* [WHAT TO WORK ON]: Every entry below is to be retyped exactly as it stands.
---------- INPUT FOR THIS TASK ----------
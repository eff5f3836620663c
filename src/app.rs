//! Application assembly.
//!
//! [`ApplicationBuilder`] collects the root module, global middlewares and
//! configuration; [`ApplicationBuilder::build`] runs the whole startup walk
//! and returns an [`Application`] ready to dispatch, or the first
//! configuration error.
//!
//! ```rust,ignore
//! let app = Application::builder()
//!     .use_middleware(Middleware::native(TracingMiddleware))
//!     .declare(ControllerDef::new("Greeter", |_| Ok(Greeter)))
//!     .route(RouteDef::new("greet").controller("Greeter"))
//!     .build()?;
//!
//! let resp = app.dispatch(IncomingRequest::get("/greet"));
//! assert_eq!(resp.status, 200);
//! ```

use std::any::Any;
use std::sync::Arc;
use std::time::Instant;

use anyhow::anyhow;
use tracing::info;

use crate::controller::ControllerDef;
use crate::dispatcher::{Dispatcher, HandlerResponse, IncomingRequest, ResolvedRouteCache};
use crate::error::ConfigResult;
use crate::inject::{Dependency, InstanceRegistry, Provider, Resolver};
use crate::method::HttpMethod;
use crate::middleware::Middleware;
use crate::module::{ModuleDef, ModuleGraph, ModuleImport, ModuleWalker, RouteDef, WalkOutput};
use crate::router::Router;
use crate::runtime_config::RouterConfig;

const DEFAULT_ROOT_MODULE: &str = "AppModule";

/// Collects everything [`Application`] needs before startup.
#[derive(Debug)]
pub struct ApplicationBuilder {
    root: ModuleDef,
    middlewares: Vec<Middleware>,
    config: RouterConfig,
    registry: Option<Arc<InstanceRegistry>>,
}

impl Default for ApplicationBuilder {
    fn default() -> Self {
        Self {
            root: ModuleDef::new(DEFAULT_ROOT_MODULE),
            middlewares: Vec::new(),
            config: RouterConfig::default(),
            registry: None,
        }
    }
}

impl ApplicationBuilder {
    /// Use `module` as the root module, replacing anything added through
    /// `route`, `declare`, `provider` or `import` so far.
    #[must_use]
    pub fn module(mut self, module: ModuleDef) -> Self {
        self.root = module;
        self
    }

    /// Global middleware, run first for every route.
    #[must_use]
    pub fn use_middleware(mut self, middleware: Middleware) -> Self {
        self.middlewares.push(middleware);
        self
    }

    #[must_use]
    pub fn route(mut self, route: RouteDef) -> Self {
        self.root = self.root.route(route);
        self
    }

    #[must_use]
    pub fn declare(mut self, controller: ControllerDef) -> Self {
        self.root = self.root.declare(controller);
        self
    }

    #[must_use]
    pub fn provider(mut self, provider: Provider) -> Self {
        self.root = self.root.provider(provider);
        self
    }

    #[must_use]
    pub fn import(mut self, module: impl Into<ModuleImport>) -> Self {
        self.root = self.root.import(module);
        self
    }

    /// Default response header, added when a response does not set it.
    #[must_use]
    pub fn header(mut self, name: impl Into<String>, value: impl Into<String>) -> Self {
        self.config.default_headers.insert(name.into(), value.into());
        self
    }

    #[must_use]
    pub fn config(mut self, config: RouterConfig) -> Self {
        self.config = config;
        self
    }

    /// Share singletons with other applications built on the same registry.
    #[must_use]
    pub fn registry(mut self, registry: Arc<InstanceRegistry>) -> Self {
        self.registry = Some(registry);
        self
    }

    /// Run the startup walk.
    ///
    /// Every configuration error aborts the build; no partially registered
    /// application is ever returned.
    pub fn build(self) -> ConfigResult<Application> {
        let started = Instant::now();
        self.config.validate()?;

        let registry = self.registry.unwrap_or_default();
        let router = Router::new().with_slow_match_threshold(self.config.slow_match_threshold());
        let WalkOutput { graph, router } =
            ModuleWalker::new(&registry, &self.middlewares, router).walk(self.root)?;
        let router = Arc::new(router);

        let cache = self
            .config
            .route_cache_enabled
            .then(|| ResolvedRouteCache::new(self.config.route_cache_capacity));
        let dispatcher = self.config.default_headers.iter().fold(
            Dispatcher::new(Arc::clone(&router))
                .with_cache(cache)
                .with_chain_timeout(self.config.chain_timeout()),
            |dispatcher, (name, value)| dispatcher.with_default_header(name, value.clone()),
        );

        info!(
            modules = graph.len(),
            routes_count = router.len(),
            singletons = registry.len(),
            global_middlewares = self.middlewares.len(),
            startup_ms = started.elapsed().as_millis() as u64,
            "Application built"
        );

        Ok(Application {
            dispatcher,
            graph,
            registry,
            router,
            config: self.config,
        })
    }
}

/// A fully wired application.
///
/// Immutable after [`ApplicationBuilder::build`]; share it across threads
/// behind an `Arc` and call [`Application::dispatch`] concurrently.
#[derive(Debug)]
pub struct Application {
    dispatcher: Dispatcher,
    graph: ModuleGraph,
    registry: Arc<InstanceRegistry>,
    router: Arc<Router>,
    config: RouterConfig,
}

impl Application {
    #[must_use]
    pub fn builder() -> ApplicationBuilder {
        ApplicationBuilder::default()
    }

    /// Dispatch one request. Never fails: every error becomes a response.
    pub fn dispatch(&self, request: IncomingRequest) -> HandlerResponse {
        self.dispatcher.dispatch(request)
    }

    /// Fetch the singleton `name` as seen from the root module.
    pub fn resolve<T: Any + Send + Sync>(&self, name: &str) -> anyhow::Result<Arc<T>> {
        let root = self
            .graph
            .root()
            .ok_or_else(|| anyhow!("application has no root module"))?;
        let instance = Resolver::new(&self.graph, &self.registry).resolve(name, root, "Application")?;
        instance
            .downcast::<T>()
            .map_err(|_| anyhow!("'{name}' is not a {}", std::any::type_name::<T>()))
    }

    /// Whether `dependency` can be resolved from the root module.
    #[must_use]
    pub fn can_resolve(&self, dependency: &Dependency) -> bool {
        match dependency {
            Dependency::Primitive(_) => true,
            Dependency::Service(name) => {
                self.registry.contains(name)
                    || self
                        .graph
                        .root()
                        .is_some_and(|root| self.graph.find_provider(root, name).is_some())
            }
        }
    }

    #[must_use]
    pub fn router(&self) -> &Router {
        &self.router
    }

    /// Every registered `(method, pattern)` pair.
    #[must_use]
    pub fn routes(&self) -> Vec<(HttpMethod, String)> {
        self.router.routes()
    }

    /// Trie walks performed so far; cache hits do not count.
    #[must_use]
    pub fn lookup_count(&self) -> u64 {
        self.router.lookup_count()
    }

    #[must_use]
    pub fn modules(&self) -> &ModuleGraph {
        &self.graph
    }

    #[must_use]
    pub fn registry(&self) -> &Arc<InstanceRegistry> {
        &self.registry
    }

    #[must_use]
    pub fn dispatcher(&self) -> &Dispatcher {
        &self.dispatcher
    }

    #[must_use]
    pub fn config(&self) -> &RouterConfig {
        &self.config
    }
}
----------
* [ANSWER SECTION]:
repository eff5f3836620663c
filename src/app.rs
//! Application assembly.
//!
//! [`ApplicationBuilder`] collects the root module, global middlewares and
//! configuration; [`ApplicationBuilder::build`] runs the whole startup walk
//! and returns an [`Application`] ready to dispatch, or the first
//! configuration error.
//!
//! ```rust,ignore
//! let app = Application::builder()
//!     .use_middleware(Middleware::native(TracingMiddleware))
//!     .declare(ControllerDef::new("Greeter", |_| Ok(Greeter)))
//!     .route(RouteDef::new("greet").controller("Greeter"))
//!     .build()?;
//!
//! let resp = app.dispatch(IncomingRequest::get("/greet"));
//! assert_eq!(resp.status, 200);
//! ```

use std::any::Any;
use std::sync::Arc;
use std::time::Instant;

use anyhow::anyhow;
use tracing::info;

use crate::controller::ControllerDef;
use crate::dispatcher::{Dispatcher, HandlerResponse, IncomingRequest, ResolvedRouteCache};
use crate::error::ConfigResult;
use crate::inject::{Dependency, InstanceRegistry, Provider, Resolver};
use crate::method::HttpMethod;
use crate::middleware::Middleware;
use crate::module::{ModuleDef, ModuleGraph, ModuleImport, ModuleWalker, RouteDef, WalkOutput};
use crate::router::Router;
use crate::runtime_config::RouterConfig;

const DEFAULT_ROOT_MODULE: &str = "AppModule";

/// Collects everything [`Application`] needs before startup.
#[derive(Debug)]
pub struct ApplicationBuilder {
    root: ModuleDef,
    middlewares: Vec<Middleware>,
    config: RouterConfig,
    registry: Option<Arc<InstanceRegistry>>,
}

impl Default for ApplicationBuilder {
    fn default() -> Self {
        Self {
            root: ModuleDef::new(DEFAULT_ROOT_MODULE),
            middlewares: Vec::new(),
            config: RouterConfig::default(),
            registry: None,
        }
    }
}

impl ApplicationBuilder {
    /// Use `module` as the root module, replacing anything added through
    /// `route`, `declare`, `provider` or `import` so far.
    #[must_use]
    pub fn module(mut self, module: ModuleDef) -> Self {
        self.root = module;
        self
    }

    /// Global middleware, run first for every route.
    #[must_use]
    pub fn use_middleware(mut self, middleware: Middleware) -> Self {
        self.middlewares.push(middleware);
        self
    }

    #[must_use]
    pub fn route(mut self, route: RouteDef) -> Self {
        self.root = self.root.route(route);
        self
    }

    #[must_use]
    pub fn declare(mut self, controller: ControllerDef) -> Self {
        self.root = self.root.declare(controller);
        self
    }

    #[must_use]
    pub fn provider(mut self, provider: Provider) -> Self {
        self.root = self.root.provider(provider);
        self
    }

    #[must_use]
    pub fn import(mut self, module: impl Into<ModuleImport>) -> Self {
        self.root = self.root.import(module);
        self
    }

    /// Default response header, added when a response does not set it.
    #[must_use]
    pub fn header(mut self, name: impl Into<String>, value: impl Into<String>) -> Self {
        self.config.default_headers.insert(name.into(), value.into());
        self
    }

    #[must_use]
    pub fn config(mut self, config: RouterConfig) -> Self {
        self.config = config;
        self
    }

    /// Share singletons with other applications built on the same registry.
    #[must_use]
    pub fn registry(mut self, registry: Arc<InstanceRegistry>) -> Self {
        self.registry = Some(registry);
        self
    }

    /// Run the startup walk.
    ///
    /// Every configuration error aborts the build; no partially registered
    /// application is ever returned.
    pub fn build(self) -> ConfigResult<Application> {
        let started = Instant::now();
        self.config.validate()?;

        let registry = self.registry.unwrap_or_default();
        let router = Router::new().with_slow_match_threshold(self.config.slow_match_threshold());
        let WalkOutput { graph, router } =
            ModuleWalker::new(&registry, &self.middlewares, router).walk(self.root)?;
        let router = Arc::new(router);

        let cache = self
            .config
            .route_cache_enabled
            .then(|| ResolvedRouteCache::new(self.config.route_cache_capacity));
        let dispatcher = self.config.default_headers.iter().fold(
            Dispatcher::new(Arc::clone(&router))
                .with_cache(cache)
                .with_chain_timeout(self.config.chain_timeout()),
            |dispatcher, (name, value)| dispatcher.with_default_header(name, value.clone()),
        );

        info!(
            modules = graph.len(),
            routes_count = router.len(),
            singletons = registry.len(),
            global_middlewares = self.middlewares.len(),
            startup_ms = started.elapsed().as_millis() as u64,
            "Application built"
        );

        Ok(Application {
            dispatcher,
            graph,
            registry,
            router,
            config: self.config,
        })
    }
}

/// A fully wired application.
///
/// Immutable after [`ApplicationBuilder::build`]; share it across threads
/// behind an `Arc` and call [`Application::dispatch`] concurrently.
#[derive(Debug)]
pub struct Application {
    dispatcher: Dispatcher,
    graph: ModuleGraph,
    registry: Arc<InstanceRegistry>,
    router: Arc<Router>,
    config: RouterConfig,
}

impl Application {
    #[must_use]
    pub fn builder() -> ApplicationBuilder {
        ApplicationBuilder::default()
    }

    /// Dispatch one request. Never fails: every error becomes a response.
    pub fn dispatch(&self, request: IncomingRequest) -> HandlerResponse {
        self.dispatcher.dispatch(request)
    }

    /// Fetch the singleton `name` as seen from the root module.
    pub fn resolve<T: Any + Send + Sync>(&self, name: &str) -> anyhow::Result<Arc<T>> {
        let root = self
            .graph
            .root()
            .ok_or_else(|| anyhow!("application has no root module"))?;
        let instance = Resolver::new(&self.graph, &self.registry).resolve(name, root, "Application")?;
        instance
            .downcast::<T>()
            .map_err(|_| anyhow!("'{name}' is not a {}", std::any::type_name::<T>()))
    }

    /// Whether `dependency` can be resolved from the root module.
    #[must_use]
    pub fn can_resolve(&self, dependency: &Dependency) -> bool {
        match dependency {
            Dependency::Primitive(_) => true,
            Dependency::Service(name) => {
                self.registry.contains(name)
                    || self
                        .graph
                        .root()
                        .is_some_and(|root| self.graph.find_provider(root, name).is_some())
            }
        }
    }

    #[must_use]
    pub fn router(&self) -> &Router {
        &self.router
    }

    /// Every registered `(method, pattern)` pair.
    #[must_use]
    pub fn routes(&self) -> Vec<(HttpMethod, String)> {
        self.router.routes()
    }

    /// Trie walks performed so far; cache hits do not count.
    #[must_use]
    pub fn lookup_count(&self) -> u64 {
        self.router.lookup_count()
    }

    #[must_use]
    pub fn modules(&self) -> &ModuleGraph {
        &self.graph
    }

    #[must_use]
    pub fn registry(&self) -> &Arc<InstanceRegistry> {
        &self.registry
    }

    #[must_use]
    pub fn dispatcher(&self) -> &Dispatcher {
        &self.dispatcher
    }

    #[must_use]
    pub fn config(&self) -> &RouterConfig {
        &self.config
    }
}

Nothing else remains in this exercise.